In this net-covered garden, different kinds of vegetables are planted on top of a roof inside 18 boxes.

The ever-green rooftop of a double-storey house at Gaba Street in Makhaza provides fresh natural air for the resident. The women take turns maintaining boxes by changing sand and manure to make fertile ground for vegetables in season.

Busisiwe Dalingawo said the women in the community felt obliged to provide a helping hand after noticing an increase in those who went to bed on an empty stomach.

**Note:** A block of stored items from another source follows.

//! Error types for ws-link.
//!
//! This module defines all error types used throughout the crate.
//!
//! # Propagation Policy
//!
//! Public [`Connection`](crate::Connection) operations never return errors to
//! the caller. Every fault raised inside an operation is caught at that
//! operation's boundary and redirected to the connection's `Error` event.
//! A connection without an `Error` subscriber silently swallows faults.
//!
//! The types here are what those `Error` events carry, and what the factory
//! and transport layers return from their fallible entry points.
//!
//! # Error Categories
//!
//! | Category | Variants |
//! |----------|----------|
//! | Handshake | [`Error::Connect`], [`Error::InvalidUrl`] |
//! | Runtime | [`Error::Transport`], [`Error::Send`], [`Error::Shutdown`] |
//! | Setup | [`Error::Configuration`] |

// ============================================================================
// Imports
// ============================================================================

use std::result::Result as StdResult;

use thiserror::Error;

// ============================================================================
// Constants
// ============================================================================

/// Fallback description when a transport reports a failure without one.
pub(crate) const GENERIC_TRANSPORT_FAILURE: &str = "unknown websocket error";

// ============================================================================
// Result Alias
// ============================================================================

/// Result type alias using crate [`enum@Error`].
pub type Result<T> = StdResult<T, Error>;

// ============================================================================
// Error Enum
// ============================================================================

/// Main error type for the crate.
///
/// Each variant includes relevant context for debugging.
#[derive(Error, Debug)]
pub enum Error {
    // ========================================================================
    // Handshake Errors
    // ========================================================================
    /// Connect attempt failed before the transport took over.
    ///
    /// Raised when URL or header construction throws, or the connect call
    /// itself fails synchronously.
    #[error("Connect failed: {message}")]
    Connect {
        /// Description of the connect failure.
        message: String,
    },

    /// The endpoint URL could not be parsed.
    #[error("Invalid URL: {0}")]
    InvalidUrl(#[from] url::ParseError),

    // ========================================================================
    // Runtime Errors
    // ========================================================================
    /// The transport reported a failure.
    ///
    /// Carried by the `Error` event when the native failure callback fires.
    /// When the transport gives no description, the message is a generic
    /// fallback string.
    #[error("Transport failure: {message}")]
    Transport {
        /// Description of the transport failure.
        message: String,
    },

    /// A text, binary, or ping submission failed.
    #[error("Send failed: {message}")]
    Send {
        /// Description of the send failure.
        message: String,
    },

    /// The close or dispose path failed.
    #[error("Shutdown failed: {message}")]
    Shutdown {
        /// Description of the shutdown failure.
        message: String,
    },

    // ========================================================================
    // Setup Errors
    // ========================================================================
    /// No transport builder has been registered.
    ///
    /// Returned by [`create_connection`](crate::create_connection) when the
    /// process-wide registry was never initialized.
    #[error("Configuration error: {message}")]
    Configuration {
        /// Description of the configuration error.
        message: String,
    },
}

// ============================================================================
// Error Constructors
// ============================================================================

impl Error {
    /// Creates a connect error.
    #[inline]
    pub fn connect(message: impl Into<String>) -> Self {
        Self::Connect {
            message: message.into(),
        }
    }

    /// Creates a transport failure error.
    #[inline]
    pub fn transport(message: impl Into<String>) -> Self {
        Self::Transport {
            message: message.into(),
        }
    }

    /// Creates a transport failure error from an optional description.
    ///
    /// Falls back to a generic description when the transport gave none.
    #[inline]
    pub fn transport_or_generic(message: Option<String>) -> Self {
        Self::Transport {
            message: message.unwrap_or_else(|| GENERIC_TRANSPORT_FAILURE.to_owned()),
        }
    }

    /// Creates a send error.
    #[inline]
    pub fn send(message: impl Into<String>) -> Self {
        Self::Send {
            message: message.into(),
        }
    }

    /// Creates a shutdown error.
    #[inline]
    pub fn shutdown(message: impl Into<String>) -> Self {
        Self::Shutdown {
            message: message.into(),
        }
    }

    /// Creates a configuration error.
    #[inline]
    pub fn configuration(message: impl Into<String>) -> Self {
        Self::Configuration {
            message: message.into(),
        }
    }
}

// ============================================================================
// Error Predicates
// ============================================================================

impl Error {
    /// Returns `true` if this is a configuration error.
    #[inline]
    #[must_use]
    pub fn is_configuration(&self) -> bool {
        matches!(self, Self::Configuration { .. })
    }

    /// Returns `true` if this is a connection-level error.
    #[inline]
    #[must_use]
    pub fn is_connection_error(&self) -> bool {
        matches!(
            self,
            Self::Connect { .. } | Self::Transport { .. } | Self::InvalidUrl(_)
        )
    }

    /// Returns `true` if this is a send error.
    #[inline]
    #[must_use]
    pub fn is_send_error(&self) -> bool {
        matches!(self, Self::Send { .. })
    }
}

// ============================================================================
// Tests
// ============================================================================

#[cfg(test)]
mod tests {
    use super::*;

    #[test]
    fn test_error_display() {
        let err = Error::connect("refused");
        assert_eq!(err.to_string(), "Connect failed: refused");
    }

    #[test]
    fn test_transport_fallback_description() {
        let err = Error::transport_or_generic(None);
        assert_eq!(
            err.to_string(),
            format!("Transport failure: {GENERIC_TRANSPORT_FAILURE}")
        );

        let err = Error::transport_or_generic(Some("reset by peer".into()));
        assert_eq!(err.to_string(), "Transport failure: reset by peer");
    }

    #[test]
    fn test_is_configuration() {
        assert!(Error::configuration("no builder").is_configuration());
        assert!(!Error::send("nope").is_configuration());
    }

    #[test]
    fn test_is_connection_error() {
        assert!(Error::connect("refused").is_connection_error());
        assert!(Error::transport("reset").is_connection_error());
        assert!(!Error::shutdown("late").is_connection_error());
    }

    #[test]
    fn test_from_url_error() {
        let parse_err = url::Url::parse("not a url").unwrap_err();
        let err: Error = parse_err.into();
        assert!(matches!(err, Error::InvalidUrl(_)));
    }
}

“That was when we decided to have this feeding garden. Everyone who is feeling hungry comes here during lunch to have fresh and healthy vegetables. We even give something to take home to those who have nothing,” she said.

Nomfundo Yaso explained that there is always the need for people, especially locals, to be taught benefits of planting their own gardens. She said people don’t know that their grandparents grew up eating fresh food they cultivated themselves.

“Fully grown vegetables make an immune system strong. It makes a person stay healthy, not disease-prone like us nowadays. The benefits of planting is that you eat fresh food and that is what we are encouraging,” Yaso said.

The women said that maintaining a garden requires the knowledge of which vegetables are suitable for each season, as well as the type of soil and manure required for a particular vegetable.

“A spinach does not need more compost because it takes only six weeks to get ripe. Therefore, more compost will kill it. You can use more of it in beetroot as it takes 10 weeks,” they explained.

Yaso said their garden is a testimony to that anyone can plant anywhere. “A lack of space is not an excuse.”